ファンタジーものでありがちなのが、ある設定を付け加えたおかげで現実世界と比較して少し違和感を抱かせる矛盾がうまれるということです。

 

たとえば、瞬間移動をマスターすれば移動手段にウマや船は必要ないと考えてしまいます。しかし、この点は「強い精神力がいる」、「数時間かかることもある」というようなことを確かな描写力をとおして説明してくれるので、妙なリアリティをもってきます。

 

壁抜けも「頑張ればできるかも!?」と僕は思ってしまいましたね(笑)理系の敗北です。

賛否両論点

この本を読むにあたって、好みが分かれる部分もあります。

ラノベっぽい!?

僕の友人はこの本を「表現力が高すぎるラノベ」と言っていました(笑)

 

というのも、ラゴスは物語中盤、膨大な知識を得て(もともと賢いですが)旅した先でその知識を生かして「無双」します。また出会った女性のほとんどがラゴスに恋します。この点は四出て僕自身も「ラノベっぽいなぁ」と思っていました。

 

もちろん、ストーリーは面白いですが。

気になるラスト

最終編『氷の女王』は文字通り氷の女王に会いに行く話ですが、出会うことなく物語は終わります。

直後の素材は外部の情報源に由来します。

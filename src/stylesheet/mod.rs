//! Marker-block editing of the workbench stylesheet
//!
//! Every block this crate manages starts with a literal CSS comment token and
//! runs until the next managed token or the end of the file. Anything before
//! the first token belongs to somebody else and is never touched.

pub mod blocks;
pub mod markers;
pub mod scrub;

pub use blocks::build_block;
pub use markers::{locate, present_markers, Marker};
pub use scrub::{compose, scrub, scrub_all, scrub_marker};
//! editor-decor: CLI for decorating a code editor with stickers and wallpapers
//!
//! Decorations are applied by patching the editor's workbench stylesheet.
//! Restart the editor after each change.

use anyhow::Result;
use clap::{Parser, Subcommand};
use log::warn;
use std::path::{Path, PathBuf};

use editor_decor::config::Settings;
use editor_decor::stylesheet::Marker;

mod commands;

#[derive(Parser)]
#[command(name = "editor-decor")]
#[command(about = "Stickers and wallpapers for your code editor", long_about = None)]
#[command(version)]
struct Cli {
    /// Workbench stylesheet to patch (overrides config and EDITOR_DECOR_STYLESHEET)
    #[arg(long, global = true)]
    stylesheet: Option<PathBuf>,

    /// Decoration asset directory (overrides config and EDITOR_DECOR_ASSETS)
    #[arg(long, global = true)]
    assets: Option<PathBuf>,

    #[command(subcommand)]
    command: Commands,
}

#[derive(Subcommand)]
enum Commands {
    /// Put a sticker in the corner of the editor
    Sticker {
        /// Decoration name (see `list`)
        name: String,
    },

    /// Set the editor background wallpaper
    Wallpaper {
        /// Decoration name (see `list`)
        name: String,
    },

    /// Hide the watermark shown when no editor is open
    HideWatermark,

    /// Remove every installed sticker, wallpaper and watermark tweak
    Remove,

    /// Show which decorations are currently installed
    Status,

    /// List decorations available in the asset directory
    List,

    /// Show the welcome message again
    Welcome,
}

impl Commands {
    fn needs_stylesheet(&self) -> bool {
        !matches!(self, Self::List | Self::Welcome)
    }

    fn needs_assets(&self) -> bool {
        matches!(self, Self::Sticker { .. } | Self::Wallpaper { .. } | Self::List)
    }
}

/// Resolve settings: flags > env > config file > platform defaults
///
/// An unreadable config file is only fatal when the flags leave something
/// this command needs unset.
fn load_settings(cli: &Cli, config_path: &Path) -> Result<Settings> {
    let flags_suffice = (cli.stylesheet.is_some() || !cli.command.needs_stylesheet())
        && (cli.assets.is_some() || !cli.command.needs_assets());

    let mut settings = match Settings::load_from(config_path) {
        Ok(settings) => settings,
        Err(e) if flags_suffice => {
            warn!("Ignoring config file: {:#}", e);
            Settings::from_env()
        }
        Err(e) => return Err(e),
    };

    if let Some(stylesheet) = &cli.stylesheet {
        settings.stylesheet = Some(stylesheet.clone());
    }
    if let Some(assets) = &cli.assets {
        settings.assets_dir = Some(assets.clone());
    }
    Ok(settings)
}

fn main() -> Result<()> {
    env_logger::Builder::from_env(env_logger::Env::default().default_filter_or("warn")).init();

    let cli = Cli::parse();

    let settings = load_settings(&cli, &Settings::default_path()?)?;

    if !matches!(cli.command, Commands::Welcome) {
        commands::welcome::greet_once();
    }

    match cli.command {
        Commands::Sticker { name } => {
            commands::install::execute(&settings, Marker::Sticker, Some(&name))?;
        }

        Commands::Wallpaper { name } => {
            commands::install::execute(&settings, Marker::Wallpaper, Some(&name))?;
        }

        Commands::HideWatermark => {
            commands::install::execute(&settings, Marker::HideWatermark, None)?;
        }

        Commands::Remove => {
            commands::remove::execute(&settings)?;
        }

        Commands::Status => {
            println!("{}", commands::status::execute(&settings)?);
        }

        Commands::List => {
            println!("{}", commands::list::execute(&settings)?);
        }

        Commands::Welcome => {
            commands::welcome::execute()?;
        }
    }

    Ok(())
}

#[cfg(test)]
mod tests {
    use super::*;
    use std::fs;
    use tempfile::TempDir;

    fn broken_config(tmp: &TempDir) -> PathBuf {
        let path = tmp.path().join("config.json");
        fs::write(&path, "{ not json").unwrap();
        path
    }

    #[test]
    fn test_flags_override_broken_config() {
        let tmp = TempDir::new().unwrap();
        let config = broken_config(&tmp);
        let cli = Cli::parse_from(["editor-decor", "--stylesheet", "/opt/main.css", "remove"]);

        let settings = load_settings(&cli, &config).unwrap();
        assert_eq!(settings.stylesheet, Some(PathBuf::from("/opt/main.css")));
    }

    #[test]
    fn test_broken_config_fatal_without_flags() {
        let tmp = TempDir::new().unwrap();
        let config = broken_config(&tmp);

        let cli = Cli::parse_from(["editor-decor", "remove"]);
        assert!(load_settings(&cli, &config).is_err());

        let cli = Cli::parse_from(["editor-decor", "--stylesheet", "/opt/main.css", "sticker", "rem"]);
        assert!(load_settings(&cli, &config).is_err());
    }

    #[test]
    fn test_welcome_ignores_broken_config() {
        let tmp = TempDir::new().unwrap();
        let config = broken_config(&tmp);
        let cli = Cli::parse_from(["editor-decor", "welcome"]);
        assert!(load_settings(&cli, &config).is_ok());
    }

    #[test]
    fn test_flags_win_over_config_file() {
        let tmp = TempDir::new().unwrap();
        let config = tmp.path().join("config.json");
        fs::write(&config, r#"{"stylesheet": "/from/file.css", "assets_dir": "/from/file"}"#).unwrap();
        let cli = Cli::parse_from(["editor-decor", "--assets", "/from/flag", "list"]);

        let settings = load_settings(&cli, &config).unwrap();
        assert_eq!(settings.assets_dir, Some(PathBuf::from("/from/flag")));
    }
}
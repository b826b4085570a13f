//! Shared utilities for commands

use anyhow::Result;
use owo_colors::OwoColorize;

use editor_decor::config::Settings;
use editor_decor::decoration::LocalAssetUpdater;
use editor_decor::install::{InstallStatus, Installer, StylesheetTarget};

/// Format bytes as human-readable size
pub fn format_size(bytes: u64) -> String {
    const KB: u64 = 1024;
    const MB: u64 = KB * 1024;

    if bytes >= MB {
        format!("{:.1} MB", bytes as f64 / MB as f64)
    } else if bytes >= KB {
        format!("{:.1} KB", bytes as f64 / KB as f64)
    } else {
        format!("{} B", bytes)
    }
}

/// Build an installer for the configured stylesheet and asset directory
pub fn installer(settings: &Settings) -> Result<Installer<LocalAssetUpdater>> {
    let target = StylesheetTarget::new(settings.stylesheet_path()?);
    let updater = LocalAssetUpdater::new(settings.assets_path()?);
    Ok(Installer::new(target, updater))
}

/// User-facing notification for the outcome of `what`
pub fn notification(what: &str, status: InstallStatus) -> String {
    match status {
        InstallStatus::Installed => format!(
            "{} {}. Restart the editor to see the change.",
            "Done:".green(),
            what
        ),
        InstallStatus::NotInstalled => {
            format!("{} nothing was installed for {}.", "Note:".yellow(), what)
        }
        InstallStatus::NetworkFailure => format!(
            "{} could not fetch assets for {}. Check your network connection and try again.",
            "Failed:".red(),
            what
        ),
        InstallStatus::Failure => format!(
            "{} unable to apply {}. The editor stylesheet may not be writable; \
             try again with elevated permissions or set --stylesheet. \
             Run with RUST_LOG=debug for details.",
            "Failed:".red(),
            what
        ),
    }
}
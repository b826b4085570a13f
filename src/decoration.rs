//! Decoration resolution
//!
//! A decoration is resolved into a [`DecorationDescriptor`] before any CSS is
//! built. The resolver is a collaborator behind [`DecorationUpdater`]; the
//! crate ships a local-directory implementation.
//!
//! Asset directory layout:
//!
//! ```text
//! <assets_dir>/<name>/decoration.json
//! <assets_dir>/<name>/sticker.png      (any paths the manifest names)
//! ```

use anyhow::{Context, Result};
use serde::{Deserialize, Serialize};
use std::fs;
use std::io;
use std::path::{Component, Path, PathBuf};
use thiserror::Error;
use url::Url;

/// Manifest file name inside each decoration directory
pub const MANIFEST_FILE: &str = "decoration.json";

/// Resolved asset URLs and display parameters for one decoration
#[derive(Debug, Clone, Default, PartialEq, Eq, Serialize, Deserialize)]
pub struct DecorationDescriptor {
    pub sticker_url: String,
    pub background_url: String,
    pub wallpaper_url: String,
    /// CSS `background-position` keyword, e.g. `center` or `right`
    pub anchoring: String,
}

/// The user's choice of decoration
#[derive(Debug, Clone, PartialEq, Eq)]
pub struct Selection {
    pub name: String,
}

impl Selection {
    pub fn new(name: impl Into<String>) -> Self {
        Self { name: name.into() }
    }

    /// Whether the name is a single plain directory name
    fn is_plain_name(&self) -> bool {
        let mut components = Path::new(&self.name).components();
        matches!(
            (components.next(), components.next()),
            (Some(Component::Normal(_)), None)
        ) && !self.name.contains(['/', '\\'])
    }
}

/// Why a decoration could not be resolved
#[derive(Debug, Error)]
pub enum UpdateError {
    #[error("network unavailable: {0}")]
    Network(String),

    #[error("decoration not found: {0}")]
    NotFound(String),

    #[error("invalid manifest {path}: {reason}")]
    InvalidManifest { path: PathBuf, reason: String },

    #[error(transparent)]
    Io(#[from] io::Error),
}

impl UpdateError {
    pub fn is_network(&self) -> bool {
        matches!(self, Self::Network(_))
    }
}

/// Resolves a selection into concrete asset URLs
pub trait DecorationUpdater {
    fn resolve(&self, selection: &Selection) -> Result<DecorationDescriptor, UpdateError>;
}

/// On-disk manifest, asset references relative to its directory
#[derive(Debug, Deserialize)]
struct Manifest {
    sticker: String,
    background: String,
    wallpaper: String,
    #[serde(default = "default_anchoring")]
    anchoring: String,
}

fn default_anchoring() -> String {
    "center".to_string()
}

/// Resolves decorations from a directory of manifests
#[derive(Debug, Clone)]
pub struct LocalAssetUpdater {
    assets_dir: PathBuf,
}

impl LocalAssetUpdater {
    pub fn new<P: AsRef<Path>>(assets_dir: P) -> Self {
        Self {
            assets_dir: assets_dir.as_ref().to_path_buf(),
        }
    }

    pub fn assets_dir(&self) -> &Path {
        &self.assets_dir
    }

    /// Names of all decorations that have a manifest, sorted
    pub fn decorations(&self) -> Result<Vec<String>> {
        if !self.assets_dir.exists() {
            return Ok(Vec::new());
        }

        let mut names = Vec::new();
        for entry in walkdir::WalkDir::new(&self.assets_dir)
            .min_depth(2)
            .max_depth(2)
        {
            let entry = entry
                .with_context(|| format!("Failed to read: {}", self.assets_dir.display()))?;
            if entry.file_type().is_file() && entry.file_name() == MANIFEST_FILE {
                if let Some(name) = entry
                    .path()
                    .parent()
                    .and_then(|p| p.file_name())
                    .map(|n| n.to_string_lossy().to_string())
                {
                    names.push(name);
                }
            }
        }

        names.sort();
        Ok(names)
    }
}

impl DecorationUpdater for LocalAssetUpdater {
    fn resolve(&self, selection: &Selection) -> Result<DecorationDescriptor, UpdateError> {
        if !selection.is_plain_name() {
            return Err(UpdateError::NotFound(selection.name.clone()));
        }

        let decoration_dir = self.assets_dir.join(&selection.name);
        let manifest_path = decoration_dir.join(MANIFEST_FILE);

        if !manifest_path.is_file() {
            return Err(UpdateError::NotFound(selection.name.clone()));
        }

        let content = fs::read_to_string(&manifest_path)?;
        let manifest: Manifest =
            serde_json::from_str(&content).map_err(|e| UpdateError::InvalidManifest {
                path: manifest_path.clone(),
                reason: e.to_string(),
            })?;

        let asset_url = |reference: &str| {
            resolve_asset(&decoration_dir, reference).ok_or_else(|| {
                UpdateError::InvalidManifest {
                    path: manifest_path.clone(),
                    reason: format!("unusable asset reference: {}", reference),
                }
            })
        };

        Ok(DecorationDescriptor {
            sticker_url: asset_url(&manifest.sticker)?,
            background_url: asset_url(&manifest.background)?,
            wallpaper_url: asset_url(&manifest.wallpaper)?,
            anchoring: manifest.anchoring,
        })
    }
}

/// Turn a manifest asset reference into a URL
///
/// Absolute URLs pass through untouched; anything else is a path relative to
/// the decoration directory and becomes a `file://` URL.
fn resolve_asset(decoration_dir: &Path, reference: &str) -> Option<String> {
    if reference.is_empty() {
        return None;
    }

    if let Ok(url) = Url::parse(reference) {
        if matches!(url.scheme(), "http" | "https" | "file" | "data") {
            return Some(reference.to_string());
        }
    }

    let path = decoration_dir.join(reference);
    let path = path.canonicalize().unwrap_or(path);
    Url::from_file_path(&path).ok().map(|u| u.to_string())
}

俺たちの戦いはここらだエンドです。はたして氷の女王に会えたのかは読者の想像にゆだねられます。

 

初めて読んだときは、釈然としない感じがありました。最終章ということもあってか、すっきりとした読了を味わいたかったのですが...

まとめ

あまりガチガチのSFではなく、このジャンルに手をだしたことのない層でも楽しめると思います。賛否両論点はあると思いますが、卓越した表現力と物語の構成力から生み出される世界観には圧倒されるものがあり、完成度はとても高い作品に仕上がっています。

 

以上です!ながながとありがとうございました。